What to produce
Lines holding the word "reason" must be located in the listing below and copied.

Material provided
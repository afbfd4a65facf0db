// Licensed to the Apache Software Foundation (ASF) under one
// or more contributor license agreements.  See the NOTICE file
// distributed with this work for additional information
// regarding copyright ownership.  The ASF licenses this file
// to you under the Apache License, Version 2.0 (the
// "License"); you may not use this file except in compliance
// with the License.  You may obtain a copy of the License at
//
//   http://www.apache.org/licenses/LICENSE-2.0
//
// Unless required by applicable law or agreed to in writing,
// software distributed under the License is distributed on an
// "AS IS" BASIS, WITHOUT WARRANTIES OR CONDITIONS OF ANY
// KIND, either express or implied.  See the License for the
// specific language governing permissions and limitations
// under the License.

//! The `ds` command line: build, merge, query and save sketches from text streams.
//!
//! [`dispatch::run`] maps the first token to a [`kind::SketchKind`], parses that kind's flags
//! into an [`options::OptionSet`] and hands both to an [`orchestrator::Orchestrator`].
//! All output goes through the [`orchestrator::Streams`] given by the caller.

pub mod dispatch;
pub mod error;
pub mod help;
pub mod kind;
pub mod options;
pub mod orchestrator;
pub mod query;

* * *

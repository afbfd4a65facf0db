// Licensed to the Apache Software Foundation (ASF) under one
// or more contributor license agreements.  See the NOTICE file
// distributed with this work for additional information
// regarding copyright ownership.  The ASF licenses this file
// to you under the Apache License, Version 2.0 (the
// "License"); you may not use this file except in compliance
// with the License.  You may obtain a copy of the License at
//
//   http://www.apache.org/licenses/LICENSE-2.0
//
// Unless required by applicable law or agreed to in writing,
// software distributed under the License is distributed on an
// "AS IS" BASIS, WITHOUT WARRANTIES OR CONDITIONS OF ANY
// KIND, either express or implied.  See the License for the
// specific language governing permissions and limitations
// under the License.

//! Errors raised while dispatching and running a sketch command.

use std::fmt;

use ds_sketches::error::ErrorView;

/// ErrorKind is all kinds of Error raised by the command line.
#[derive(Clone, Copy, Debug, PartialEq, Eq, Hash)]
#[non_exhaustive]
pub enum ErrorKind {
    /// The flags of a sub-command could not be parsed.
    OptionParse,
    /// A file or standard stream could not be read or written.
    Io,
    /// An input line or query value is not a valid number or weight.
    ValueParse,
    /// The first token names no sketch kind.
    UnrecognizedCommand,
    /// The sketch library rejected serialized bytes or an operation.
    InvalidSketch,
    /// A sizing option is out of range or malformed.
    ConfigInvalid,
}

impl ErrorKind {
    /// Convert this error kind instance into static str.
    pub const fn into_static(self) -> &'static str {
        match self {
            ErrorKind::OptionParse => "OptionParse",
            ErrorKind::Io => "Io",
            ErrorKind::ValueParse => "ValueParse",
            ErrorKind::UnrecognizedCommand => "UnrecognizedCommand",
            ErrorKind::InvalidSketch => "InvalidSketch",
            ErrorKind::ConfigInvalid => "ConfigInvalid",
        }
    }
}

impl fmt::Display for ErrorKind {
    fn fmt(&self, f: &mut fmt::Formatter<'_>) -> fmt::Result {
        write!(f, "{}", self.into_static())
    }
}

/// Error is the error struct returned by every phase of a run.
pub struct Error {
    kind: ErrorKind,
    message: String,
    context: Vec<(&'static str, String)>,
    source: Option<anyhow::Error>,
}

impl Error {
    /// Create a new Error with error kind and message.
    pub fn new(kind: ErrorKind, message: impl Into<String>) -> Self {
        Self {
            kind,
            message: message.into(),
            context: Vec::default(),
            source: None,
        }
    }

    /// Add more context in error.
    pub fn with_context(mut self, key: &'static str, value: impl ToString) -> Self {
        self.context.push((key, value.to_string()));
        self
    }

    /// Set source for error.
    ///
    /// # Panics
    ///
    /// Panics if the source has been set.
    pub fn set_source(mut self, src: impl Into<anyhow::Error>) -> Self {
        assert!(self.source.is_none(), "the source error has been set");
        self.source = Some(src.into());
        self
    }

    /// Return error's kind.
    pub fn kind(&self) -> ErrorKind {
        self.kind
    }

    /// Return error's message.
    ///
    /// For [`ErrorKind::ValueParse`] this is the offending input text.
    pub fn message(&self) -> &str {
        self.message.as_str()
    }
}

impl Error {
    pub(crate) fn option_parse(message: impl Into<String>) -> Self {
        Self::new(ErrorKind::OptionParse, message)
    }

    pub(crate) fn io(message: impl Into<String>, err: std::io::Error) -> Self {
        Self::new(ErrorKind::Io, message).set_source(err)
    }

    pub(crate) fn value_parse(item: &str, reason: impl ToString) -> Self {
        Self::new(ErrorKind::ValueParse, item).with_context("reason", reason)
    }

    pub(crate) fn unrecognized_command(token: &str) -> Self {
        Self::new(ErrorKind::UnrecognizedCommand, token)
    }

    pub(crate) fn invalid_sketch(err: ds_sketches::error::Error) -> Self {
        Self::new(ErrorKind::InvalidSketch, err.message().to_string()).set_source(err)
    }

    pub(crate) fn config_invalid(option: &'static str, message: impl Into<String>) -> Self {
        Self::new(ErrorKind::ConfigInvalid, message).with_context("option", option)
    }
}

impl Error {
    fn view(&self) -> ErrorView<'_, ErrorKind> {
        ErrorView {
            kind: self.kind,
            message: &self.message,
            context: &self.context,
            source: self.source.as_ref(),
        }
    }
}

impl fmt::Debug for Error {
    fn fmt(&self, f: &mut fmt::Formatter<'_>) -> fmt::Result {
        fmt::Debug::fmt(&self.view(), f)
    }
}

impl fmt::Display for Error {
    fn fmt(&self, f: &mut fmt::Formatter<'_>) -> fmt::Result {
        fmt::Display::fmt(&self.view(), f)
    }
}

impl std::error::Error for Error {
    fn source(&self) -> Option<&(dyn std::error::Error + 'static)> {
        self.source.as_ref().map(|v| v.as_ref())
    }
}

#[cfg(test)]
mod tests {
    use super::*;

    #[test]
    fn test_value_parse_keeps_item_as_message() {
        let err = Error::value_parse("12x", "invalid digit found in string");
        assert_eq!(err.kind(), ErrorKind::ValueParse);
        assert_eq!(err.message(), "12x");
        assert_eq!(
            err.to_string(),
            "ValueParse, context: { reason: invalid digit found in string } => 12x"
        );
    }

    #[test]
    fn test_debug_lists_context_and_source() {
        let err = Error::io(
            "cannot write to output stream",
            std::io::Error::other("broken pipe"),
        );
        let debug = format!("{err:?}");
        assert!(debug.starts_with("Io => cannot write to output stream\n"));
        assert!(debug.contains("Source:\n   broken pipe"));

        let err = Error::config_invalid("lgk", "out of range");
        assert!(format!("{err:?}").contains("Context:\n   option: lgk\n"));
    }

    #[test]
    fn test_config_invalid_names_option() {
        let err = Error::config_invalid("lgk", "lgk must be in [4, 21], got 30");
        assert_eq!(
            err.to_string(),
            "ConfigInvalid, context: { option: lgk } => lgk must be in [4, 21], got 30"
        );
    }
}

Solved problem
    pub(crate) fn value_parse(item: &str, reason: impl ToString) -> Self {
        Self::new(ErrorKind::ValueParse, item).with_context("reason", reason)
            "ValueParse, context: { reason: invalid digit found in string } => 12x"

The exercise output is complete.